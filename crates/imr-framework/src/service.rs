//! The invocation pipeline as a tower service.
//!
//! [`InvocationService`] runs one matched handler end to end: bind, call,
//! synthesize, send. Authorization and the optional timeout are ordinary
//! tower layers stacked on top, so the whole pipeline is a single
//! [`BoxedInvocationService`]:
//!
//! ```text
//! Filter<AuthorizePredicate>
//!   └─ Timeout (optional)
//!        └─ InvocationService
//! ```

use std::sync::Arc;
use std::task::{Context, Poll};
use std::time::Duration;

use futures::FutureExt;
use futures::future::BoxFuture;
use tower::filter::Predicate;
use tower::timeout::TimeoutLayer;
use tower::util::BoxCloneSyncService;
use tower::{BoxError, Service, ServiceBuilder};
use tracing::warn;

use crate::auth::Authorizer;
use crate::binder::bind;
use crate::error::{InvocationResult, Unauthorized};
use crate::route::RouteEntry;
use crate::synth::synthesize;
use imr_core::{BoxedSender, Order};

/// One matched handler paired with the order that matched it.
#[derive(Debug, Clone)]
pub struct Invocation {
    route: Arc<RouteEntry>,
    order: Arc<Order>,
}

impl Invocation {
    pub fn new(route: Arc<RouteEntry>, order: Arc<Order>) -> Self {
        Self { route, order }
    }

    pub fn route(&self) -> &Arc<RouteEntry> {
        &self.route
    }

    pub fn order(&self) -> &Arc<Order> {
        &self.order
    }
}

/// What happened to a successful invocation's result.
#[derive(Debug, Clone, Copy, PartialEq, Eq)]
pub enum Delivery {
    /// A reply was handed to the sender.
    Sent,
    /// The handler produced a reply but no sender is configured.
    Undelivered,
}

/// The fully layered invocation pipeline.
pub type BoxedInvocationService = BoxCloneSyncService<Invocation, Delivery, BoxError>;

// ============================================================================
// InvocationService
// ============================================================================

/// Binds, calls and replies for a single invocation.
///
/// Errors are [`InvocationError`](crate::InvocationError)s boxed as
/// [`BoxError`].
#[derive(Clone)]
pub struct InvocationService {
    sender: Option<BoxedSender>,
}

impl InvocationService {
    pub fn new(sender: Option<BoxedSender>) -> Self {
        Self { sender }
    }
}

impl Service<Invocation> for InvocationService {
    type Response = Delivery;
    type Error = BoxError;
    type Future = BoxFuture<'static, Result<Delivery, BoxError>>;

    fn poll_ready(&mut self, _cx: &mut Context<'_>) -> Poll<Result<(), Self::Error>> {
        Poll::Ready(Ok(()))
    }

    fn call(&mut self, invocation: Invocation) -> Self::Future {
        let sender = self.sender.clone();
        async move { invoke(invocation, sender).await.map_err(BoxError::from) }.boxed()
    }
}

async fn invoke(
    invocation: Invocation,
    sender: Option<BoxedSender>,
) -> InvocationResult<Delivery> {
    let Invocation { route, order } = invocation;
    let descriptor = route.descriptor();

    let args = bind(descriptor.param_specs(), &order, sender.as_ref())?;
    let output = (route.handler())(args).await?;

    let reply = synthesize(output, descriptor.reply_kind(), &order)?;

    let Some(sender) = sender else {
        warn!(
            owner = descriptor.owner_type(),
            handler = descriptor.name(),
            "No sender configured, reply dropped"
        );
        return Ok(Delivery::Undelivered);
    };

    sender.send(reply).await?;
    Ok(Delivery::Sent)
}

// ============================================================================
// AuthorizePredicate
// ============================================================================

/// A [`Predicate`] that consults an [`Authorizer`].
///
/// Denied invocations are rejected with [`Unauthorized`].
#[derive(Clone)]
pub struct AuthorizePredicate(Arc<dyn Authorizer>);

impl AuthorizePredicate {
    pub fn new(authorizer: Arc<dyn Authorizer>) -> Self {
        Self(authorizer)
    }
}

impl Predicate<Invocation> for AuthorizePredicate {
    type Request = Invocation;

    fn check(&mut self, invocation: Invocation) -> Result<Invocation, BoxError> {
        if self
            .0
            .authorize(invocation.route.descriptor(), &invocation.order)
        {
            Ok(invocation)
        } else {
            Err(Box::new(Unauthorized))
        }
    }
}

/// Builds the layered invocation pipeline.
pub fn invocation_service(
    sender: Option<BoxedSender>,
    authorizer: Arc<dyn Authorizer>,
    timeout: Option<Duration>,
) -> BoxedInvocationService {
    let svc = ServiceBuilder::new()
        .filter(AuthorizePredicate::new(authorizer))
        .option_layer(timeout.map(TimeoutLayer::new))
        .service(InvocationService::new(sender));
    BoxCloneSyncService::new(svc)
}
==========
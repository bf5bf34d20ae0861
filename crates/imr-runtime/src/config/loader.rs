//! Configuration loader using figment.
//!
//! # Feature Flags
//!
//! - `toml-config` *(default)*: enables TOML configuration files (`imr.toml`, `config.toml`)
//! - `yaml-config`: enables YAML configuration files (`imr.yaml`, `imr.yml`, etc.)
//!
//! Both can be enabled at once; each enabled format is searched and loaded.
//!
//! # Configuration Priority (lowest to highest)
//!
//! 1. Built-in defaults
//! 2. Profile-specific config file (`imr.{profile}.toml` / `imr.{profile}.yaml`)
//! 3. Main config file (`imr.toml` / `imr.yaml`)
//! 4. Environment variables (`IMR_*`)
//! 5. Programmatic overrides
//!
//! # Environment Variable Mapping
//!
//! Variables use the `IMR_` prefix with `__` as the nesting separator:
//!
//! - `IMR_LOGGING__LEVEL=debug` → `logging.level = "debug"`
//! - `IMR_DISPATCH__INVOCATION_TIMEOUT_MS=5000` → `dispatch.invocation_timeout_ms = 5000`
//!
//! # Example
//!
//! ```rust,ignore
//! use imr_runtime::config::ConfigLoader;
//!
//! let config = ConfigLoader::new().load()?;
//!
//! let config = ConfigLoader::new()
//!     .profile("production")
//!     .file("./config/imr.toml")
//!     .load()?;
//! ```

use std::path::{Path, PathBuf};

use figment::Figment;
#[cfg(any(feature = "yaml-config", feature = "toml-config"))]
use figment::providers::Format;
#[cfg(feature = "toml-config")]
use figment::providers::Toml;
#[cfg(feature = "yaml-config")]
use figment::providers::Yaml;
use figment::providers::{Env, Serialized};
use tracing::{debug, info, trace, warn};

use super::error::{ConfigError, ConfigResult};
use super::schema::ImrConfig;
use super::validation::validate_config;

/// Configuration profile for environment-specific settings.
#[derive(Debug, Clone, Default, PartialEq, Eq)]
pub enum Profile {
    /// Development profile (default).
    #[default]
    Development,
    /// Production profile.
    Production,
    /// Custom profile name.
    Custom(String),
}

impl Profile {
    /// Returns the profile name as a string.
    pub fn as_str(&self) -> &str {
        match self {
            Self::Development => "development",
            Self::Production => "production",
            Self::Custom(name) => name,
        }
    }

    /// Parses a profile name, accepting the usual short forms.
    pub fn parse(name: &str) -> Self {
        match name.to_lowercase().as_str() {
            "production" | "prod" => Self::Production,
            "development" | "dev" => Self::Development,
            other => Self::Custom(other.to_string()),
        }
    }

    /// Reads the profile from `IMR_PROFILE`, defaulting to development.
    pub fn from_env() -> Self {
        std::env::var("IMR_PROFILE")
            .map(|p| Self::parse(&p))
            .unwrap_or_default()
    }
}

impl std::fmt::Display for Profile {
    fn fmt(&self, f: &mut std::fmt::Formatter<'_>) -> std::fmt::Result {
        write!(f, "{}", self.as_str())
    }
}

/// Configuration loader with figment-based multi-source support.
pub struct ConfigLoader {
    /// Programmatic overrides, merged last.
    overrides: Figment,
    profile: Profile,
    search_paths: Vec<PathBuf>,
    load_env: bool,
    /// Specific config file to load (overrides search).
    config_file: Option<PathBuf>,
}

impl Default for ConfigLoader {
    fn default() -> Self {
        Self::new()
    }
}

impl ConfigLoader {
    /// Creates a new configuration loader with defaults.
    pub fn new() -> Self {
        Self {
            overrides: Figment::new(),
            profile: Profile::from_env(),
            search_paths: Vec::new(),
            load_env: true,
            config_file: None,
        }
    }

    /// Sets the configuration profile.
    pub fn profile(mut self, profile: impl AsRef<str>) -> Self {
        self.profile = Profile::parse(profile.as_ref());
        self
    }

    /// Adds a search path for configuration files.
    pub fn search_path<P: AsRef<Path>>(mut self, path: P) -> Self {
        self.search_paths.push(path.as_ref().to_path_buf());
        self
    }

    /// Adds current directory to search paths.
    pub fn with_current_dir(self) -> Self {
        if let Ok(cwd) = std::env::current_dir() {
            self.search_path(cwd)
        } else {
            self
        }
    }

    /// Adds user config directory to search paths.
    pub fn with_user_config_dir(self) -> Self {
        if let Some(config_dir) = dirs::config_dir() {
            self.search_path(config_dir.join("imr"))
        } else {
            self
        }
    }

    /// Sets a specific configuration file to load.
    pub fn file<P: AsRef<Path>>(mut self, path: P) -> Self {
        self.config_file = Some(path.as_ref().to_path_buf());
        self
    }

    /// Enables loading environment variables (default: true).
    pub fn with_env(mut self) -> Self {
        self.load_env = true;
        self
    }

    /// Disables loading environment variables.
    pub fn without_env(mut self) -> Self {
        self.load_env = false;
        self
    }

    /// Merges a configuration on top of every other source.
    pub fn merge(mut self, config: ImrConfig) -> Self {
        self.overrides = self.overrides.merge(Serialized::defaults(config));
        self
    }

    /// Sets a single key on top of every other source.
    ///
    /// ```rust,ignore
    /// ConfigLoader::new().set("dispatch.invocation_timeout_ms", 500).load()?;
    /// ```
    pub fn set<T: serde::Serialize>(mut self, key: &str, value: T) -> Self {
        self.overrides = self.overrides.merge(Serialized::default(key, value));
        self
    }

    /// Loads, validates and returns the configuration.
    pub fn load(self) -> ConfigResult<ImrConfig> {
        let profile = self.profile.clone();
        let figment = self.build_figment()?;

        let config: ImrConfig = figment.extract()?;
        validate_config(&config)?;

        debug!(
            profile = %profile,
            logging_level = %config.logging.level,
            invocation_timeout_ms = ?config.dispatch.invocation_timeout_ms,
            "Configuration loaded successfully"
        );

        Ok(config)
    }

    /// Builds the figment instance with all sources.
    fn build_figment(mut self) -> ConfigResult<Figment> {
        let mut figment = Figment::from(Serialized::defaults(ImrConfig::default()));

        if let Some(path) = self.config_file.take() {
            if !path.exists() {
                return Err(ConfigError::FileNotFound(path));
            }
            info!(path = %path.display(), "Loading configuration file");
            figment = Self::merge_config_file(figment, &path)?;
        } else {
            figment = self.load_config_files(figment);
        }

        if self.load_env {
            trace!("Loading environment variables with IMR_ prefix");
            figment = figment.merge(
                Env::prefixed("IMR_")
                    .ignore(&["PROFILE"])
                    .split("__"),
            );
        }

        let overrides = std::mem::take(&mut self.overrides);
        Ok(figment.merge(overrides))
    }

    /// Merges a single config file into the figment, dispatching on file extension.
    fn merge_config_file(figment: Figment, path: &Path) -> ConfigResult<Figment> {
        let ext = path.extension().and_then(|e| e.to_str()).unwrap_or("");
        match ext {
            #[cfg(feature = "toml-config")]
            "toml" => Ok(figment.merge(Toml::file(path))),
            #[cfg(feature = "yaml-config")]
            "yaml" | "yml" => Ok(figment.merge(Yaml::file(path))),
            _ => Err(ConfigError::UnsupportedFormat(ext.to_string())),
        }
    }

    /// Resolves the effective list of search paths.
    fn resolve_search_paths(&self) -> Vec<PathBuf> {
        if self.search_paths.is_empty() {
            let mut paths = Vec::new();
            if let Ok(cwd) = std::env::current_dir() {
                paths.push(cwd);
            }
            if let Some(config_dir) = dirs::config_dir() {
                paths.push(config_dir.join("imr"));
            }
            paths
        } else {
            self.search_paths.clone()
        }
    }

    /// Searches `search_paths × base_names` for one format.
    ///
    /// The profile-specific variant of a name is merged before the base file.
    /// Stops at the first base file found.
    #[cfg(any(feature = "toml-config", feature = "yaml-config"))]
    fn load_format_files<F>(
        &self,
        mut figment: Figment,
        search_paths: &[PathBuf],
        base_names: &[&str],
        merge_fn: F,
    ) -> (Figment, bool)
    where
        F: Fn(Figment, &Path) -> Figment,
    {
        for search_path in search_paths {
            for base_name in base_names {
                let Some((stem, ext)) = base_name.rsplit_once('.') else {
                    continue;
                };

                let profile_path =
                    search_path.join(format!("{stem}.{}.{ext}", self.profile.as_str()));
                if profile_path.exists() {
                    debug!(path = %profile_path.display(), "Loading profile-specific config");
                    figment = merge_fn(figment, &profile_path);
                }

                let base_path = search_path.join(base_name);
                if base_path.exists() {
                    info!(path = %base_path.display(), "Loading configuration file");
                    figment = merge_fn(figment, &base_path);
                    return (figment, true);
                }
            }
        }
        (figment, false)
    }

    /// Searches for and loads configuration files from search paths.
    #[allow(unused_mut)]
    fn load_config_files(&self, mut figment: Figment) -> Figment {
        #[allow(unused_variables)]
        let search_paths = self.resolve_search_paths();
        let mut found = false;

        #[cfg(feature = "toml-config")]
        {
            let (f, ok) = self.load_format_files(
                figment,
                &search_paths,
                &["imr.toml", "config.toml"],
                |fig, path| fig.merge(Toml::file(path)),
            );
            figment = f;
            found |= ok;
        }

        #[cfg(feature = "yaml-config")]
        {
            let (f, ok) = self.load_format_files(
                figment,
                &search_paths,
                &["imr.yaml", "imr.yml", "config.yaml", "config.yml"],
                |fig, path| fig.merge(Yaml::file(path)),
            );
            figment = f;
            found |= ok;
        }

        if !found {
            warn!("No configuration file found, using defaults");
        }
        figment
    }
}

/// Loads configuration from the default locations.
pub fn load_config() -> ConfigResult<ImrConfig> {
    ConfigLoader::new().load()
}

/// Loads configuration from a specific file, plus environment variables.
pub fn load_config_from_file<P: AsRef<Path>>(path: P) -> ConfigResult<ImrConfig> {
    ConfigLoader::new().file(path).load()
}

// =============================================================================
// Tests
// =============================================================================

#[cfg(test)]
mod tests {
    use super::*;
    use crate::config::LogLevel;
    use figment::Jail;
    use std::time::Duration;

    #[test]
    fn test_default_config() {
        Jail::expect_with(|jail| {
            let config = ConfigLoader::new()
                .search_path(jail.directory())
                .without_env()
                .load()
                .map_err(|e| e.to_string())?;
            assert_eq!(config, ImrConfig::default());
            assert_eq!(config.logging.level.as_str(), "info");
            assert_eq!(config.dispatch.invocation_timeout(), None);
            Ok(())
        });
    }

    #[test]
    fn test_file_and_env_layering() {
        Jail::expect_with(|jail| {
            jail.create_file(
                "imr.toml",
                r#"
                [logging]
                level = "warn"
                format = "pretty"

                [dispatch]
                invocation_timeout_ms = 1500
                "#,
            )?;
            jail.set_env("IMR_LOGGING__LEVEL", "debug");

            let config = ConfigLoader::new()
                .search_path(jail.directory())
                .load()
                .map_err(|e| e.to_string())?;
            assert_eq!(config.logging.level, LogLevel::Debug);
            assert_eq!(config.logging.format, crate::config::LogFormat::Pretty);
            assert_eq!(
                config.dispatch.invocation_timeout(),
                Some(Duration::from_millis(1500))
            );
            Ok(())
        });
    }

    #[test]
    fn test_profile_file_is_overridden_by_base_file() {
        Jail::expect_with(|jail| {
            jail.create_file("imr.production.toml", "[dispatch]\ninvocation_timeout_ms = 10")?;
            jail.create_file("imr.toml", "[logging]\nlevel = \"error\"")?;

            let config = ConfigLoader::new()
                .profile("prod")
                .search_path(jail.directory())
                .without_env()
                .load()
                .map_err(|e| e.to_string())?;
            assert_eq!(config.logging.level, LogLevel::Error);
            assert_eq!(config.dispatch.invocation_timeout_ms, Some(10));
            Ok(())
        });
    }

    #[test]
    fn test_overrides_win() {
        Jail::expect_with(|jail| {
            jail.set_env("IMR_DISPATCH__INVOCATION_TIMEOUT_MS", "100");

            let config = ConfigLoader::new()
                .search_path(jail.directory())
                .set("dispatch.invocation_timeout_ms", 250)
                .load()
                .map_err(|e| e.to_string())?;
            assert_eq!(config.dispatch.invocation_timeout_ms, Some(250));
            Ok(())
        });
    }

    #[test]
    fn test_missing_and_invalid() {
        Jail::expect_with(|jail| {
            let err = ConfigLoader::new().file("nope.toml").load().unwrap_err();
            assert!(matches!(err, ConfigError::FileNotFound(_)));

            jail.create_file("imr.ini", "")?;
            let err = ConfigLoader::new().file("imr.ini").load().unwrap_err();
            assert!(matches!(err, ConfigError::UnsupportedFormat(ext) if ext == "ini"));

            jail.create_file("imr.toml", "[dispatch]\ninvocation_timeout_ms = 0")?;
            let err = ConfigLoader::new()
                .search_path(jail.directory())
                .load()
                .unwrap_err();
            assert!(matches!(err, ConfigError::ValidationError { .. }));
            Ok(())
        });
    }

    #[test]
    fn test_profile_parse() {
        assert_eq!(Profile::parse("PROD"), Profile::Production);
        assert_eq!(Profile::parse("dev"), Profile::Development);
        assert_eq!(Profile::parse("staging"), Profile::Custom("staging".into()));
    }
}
==========
TO DO
Wherever the word "push" appears in the listing above, copy the whole line.

TASK RESPONSE
        self.search_paths.push(path.as_ref().to_path_buf());
                paths.push(cwd);
                paths.push(config_dir.join("imr"));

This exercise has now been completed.